ぼくは比較的感情の起伏がなく、だいたい精神状態は一定だ。それがゆえ、世間で「泣いた」とか言われる映画や本に触れても大抵はなんとも思わないし、そういう人の話を見たり聞いたりして「盛りすぎでしょ」と思ってたりする。つまりは、共感力がきわめて低いと言ってもいい。決して性格がいいとは言えないタイプだ。
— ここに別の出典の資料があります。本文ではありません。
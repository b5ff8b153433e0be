use anyhow::Result;
use config::builder::DefaultState;
use config::{Config, ConfigBuilder, ConfigError, Environment, File};
use serde::{Deserialize, Serialize};
use std::env;

#[derive(Debug, Clone, Serialize, Deserialize)]
pub struct Settings {
    pub history: HistoryConfig,
    pub openai: OpenAIConfig,
    pub grok: GrokConfig,
    pub server: ServerConfig,
    pub storage: StorageConfig,
    pub logging: LoggingConfig,
}

#[derive(Debug, Clone, Serialize, Deserialize)]
pub struct HistoryConfig {
    pub max_length: usize,
}

#[derive(Debug, Clone, Serialize, Deserialize)]
pub struct OpenAIConfig {
    pub base_url: String,
    pub model: String,
    pub max_tokens: u32,
    pub temperature: f32,
    pub max_retries: u32,
    pub retry_base_delay_ms: u64,
    pub system_prompt: Option<String>,
}

#[derive(Debug, Clone, Serialize, Deserialize)]
pub struct GrokConfig {
    pub base_url: String,
    pub model: String,
}

#[derive(Debug, Clone, Serialize, Deserialize)]
pub struct ServerConfig {
    pub bind: String,
}

#[derive(Debug, Clone, Serialize, Deserialize)]
pub struct StorageConfig {
    /// SQLite file for agent records; `:memory:` keeps them in process
    pub database_path: String,
}

#[derive(Debug, Clone, Serialize, Deserialize)]
pub struct LoggingConfig {
    pub level: String,
}

impl Settings {
    pub fn new() -> Result<Self, ConfigError> {
        let config_env = env::var("CONFIG_ENV").unwrap_or_else(|_| "default".to_string());

        let config = Self::defaults()?
            .add_source(File::with_name(&format!("config/{}", config_env)).required(false))
            .add_source(Environment::with_prefix("APP").separator("__"))
            .build()?;

        config.try_deserialize()
    }

    /// Built-in defaults only, ignoring files and environment
    pub fn from_defaults() -> Result<Self, ConfigError> {
        Self::defaults()?.build()?.try_deserialize()
    }

    fn defaults() -> Result<ConfigBuilder<DefaultState>, ConfigError> {
        Config::builder()
            .set_default("history.max_length", 10_i64)?
            .set_default("openai.base_url", "https://api.openai.com/v1")?
            .set_default("openai.model", "gpt-4o-mini")?
            .set_default("openai.max_tokens", 1024_i64)?
            .set_default("openai.temperature", 0.7_f64)?
            .set_default("openai.max_retries", 3_i64)?
            .set_default("openai.retry_base_delay_ms", 1000_i64)?
            .set_default("grok.base_url", "https://api.x.ai/v1")?
            .set_default("grok.model", "grok-2-latest")?
            .set_default("server.bind", "127.0.0.1:8080")?
            .set_default("storage.database_path", "agents.db")?
            .set_default("logging.level", "info")
    }

    pub fn openai_api_key() -> Result<String> {
        env::var("OPENAI_API_KEY")
            .map_err(|_| anyhow::anyhow!("OPENAI_API_KEY environment variable not set"))
    }

    /// Grok accepts unauthenticated deployments, so the key is optional
    pub fn grok_api_key() -> Option<String> {
        env::var("GROK_API_KEY").ok().filter(|key| !key.is_empty())
    }
}
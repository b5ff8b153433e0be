use super::ProviderAdapter;
use crate::config::OpenAIConfig;
use crate::core::{Message, Role};
use anyhow::Result;
use async_trait::async_trait;
use reqwest::Client;
use serde::{Deserialize, Serialize};

#[derive(Debug, Clone, Serialize, Deserialize)]
pub(crate) struct WireMessage {
    pub role: String,
    pub content: String,
}

impl WireMessage {
    pub(crate) fn new(role: &str, content: impl Into<String>) -> Self {
        Self {
            role: role.to_string(),
            content: content.into(),
        }
    }
}

impl From<&Message> for WireMessage {
    fn from(message: &Message) -> Self {
        Self::new(message.role().as_str(), message.content())
    }
}

#[derive(Debug, Serialize)]
pub(crate) struct ChatRequest {
    pub model: String,
    pub messages: Vec<WireMessage>,
    #[serde(skip_serializing_if = "Option::is_none")]
    pub max_tokens: Option<u32>,
    #[serde(skip_serializing_if = "Option::is_none")]
    pub temperature: Option<f32>,
}

#[derive(Debug, Deserialize)]
pub(crate) struct ChatResponse {
    choices: Vec<Choice>,
}

#[derive(Debug, Deserialize)]
struct Choice {
    message: WireMessage,
}

impl ChatResponse {
    pub(crate) fn into_reply(self) -> Result<String> {
        self.choices
            .into_iter()
            .next()
            .map(|choice| choice.message.content)
            .ok_or_else(|| anyhow::anyhow!("Response contained no choices"))
    }
}

/// Adapter for OpenAI-style chat completion APIs
pub struct OpenAIAdapter {
    client: Client,
    api_key: String,
    config: OpenAIConfig,
}

impl OpenAIAdapter {
    pub fn new(api_key: String, config: OpenAIConfig) -> Self {
        Self {
            client: Client::new(),
            api_key,
            config,
        }
    }

    fn build_request(&self, message: &str, history: &[Message]) -> ChatRequest {
        let mut messages = Vec::with_capacity(history.len() + 2);

        if let Some(system) = &self.config.system_prompt {
            messages.push(WireMessage::new("system", system.as_str()));
        }

        messages.extend(history.iter().map(WireMessage::from));

        let ends_with_message = history
            .last()
            .is_some_and(|last| last.role() == Role::User && last.content() == message);
        if !ends_with_message {
            messages.push(WireMessage::new(Role::User.as_str(), message));
        }

        ChatRequest {
            model: self.config.model.clone(),
            messages,
            max_tokens: Some(self.config.max_tokens),
            temperature: Some(self.config.temperature),
        }
    }

    fn endpoint(&self) -> String {
        format!("{}/chat/completions", self.config.base_url.trim_end_matches('/'))
    }
}

/// Exponential backoff before retry `attempt` (1-based), saturating instead of overflowing
fn backoff_delay_ms(base_delay_ms: u64, attempt: u32) -> u64 {
    base_delay_ms.saturating_mul(2_u64.saturating_pow(attempt.saturating_sub(1)))
}

#[async_trait]
impl ProviderAdapter for OpenAIAdapter {
    fn name(&self) -> &str {
        "openai"
    }

    async fn complete(&self, message: &str, history: &[Message]) -> Result<String> {
        let request = self.build_request(message, history);
        let endpoint = self.endpoint();
        let max_retries = self.config.max_retries.max(1);
        let base_delay_ms = self.config.retry_base_delay_ms;

        let mut last_error = None;

        for attempt in 0..max_retries {
            if attempt > 0 {
                let delay = backoff_delay_ms(base_delay_ms, attempt);
                tracing::warn!(
                    "[OpenAIAdapter] Retrying API call (attempt {}/{}) after {}ms delay",
                    attempt + 1,
                    max_retries,
                    delay
                );
                tokio::time::sleep(tokio::time::Duration::from_millis(delay)).await;
            }

            let response_result = self
                .client
                .post(&endpoint)
                .bearer_auth(&self.api_key)
                .json(&request)
                .send()
                .await;

            let response = match response_result {
                Ok(resp) => resp,
                Err(e) => {
                    tracing::warn!("[OpenAIAdapter] HTTP request failed: {}", e);
                    last_error = Some(anyhow::anyhow!("HTTP request failed: {}", e));
                    continue;
                }
            };

            let status = response.status();
            if !status.is_success() {
                let error_text = response
                    .text()
                    .await
                    .unwrap_or_else(|_| "Unknown error".to_string());
                tracing::warn!(
                    "[OpenAIAdapter] API returned error status {}: {}",
                    status,
                    error_text
                );
                last_error = Some(anyhow::anyhow!("API error {}: {}", status, error_text));
                continue;
            }

            let chat_response = match response.json::<ChatResponse>().await {
                Ok(cr) => cr,
                Err(e) => {
                    tracing::warn!("[OpenAIAdapter] Failed to decode response body: {}", e);
                    last_error = Some(anyhow::anyhow!("Response decode error: {}", e));
                    continue;
                }
            };

            return chat_response.into_reply();
        }

        Err(last_error.unwrap_or_else(|| anyhow::anyhow!("All retry attempts failed")))
    }
}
この共感力の低さというのはわりとコンプレックスで、特にSNSが中心になってきたここ数年、強く感じるようになった。他人の気持ちもなかなか素直に理解できないし、同じ時間と場所を誰かと共有していても、そこで感じとる何かの総量はほかの人の何分の1にも満たない。

これはこれで生きやすいのは確かだ。特に仕事の面ではそれがパフォーマンスの安定感に繋がったし、信頼を得る力にもなった。感情の起伏が激しい人を見ていると人生たいへんそうだなと思うし、疲れそうと思ってたりする。言葉を選ばずに言うと、メンタル弱すぎだろ、みたいな具合に。

けれども、生きやすい、はいつの日か、つまらない、に転じていった。人間性の欠如、と言えばいいのだろうか。自分ではわりと本気でそう思うことがしばしばある。もっと人間らしく生きたいな、そんな綾波レイが言いそうな思いにふけることだってあった。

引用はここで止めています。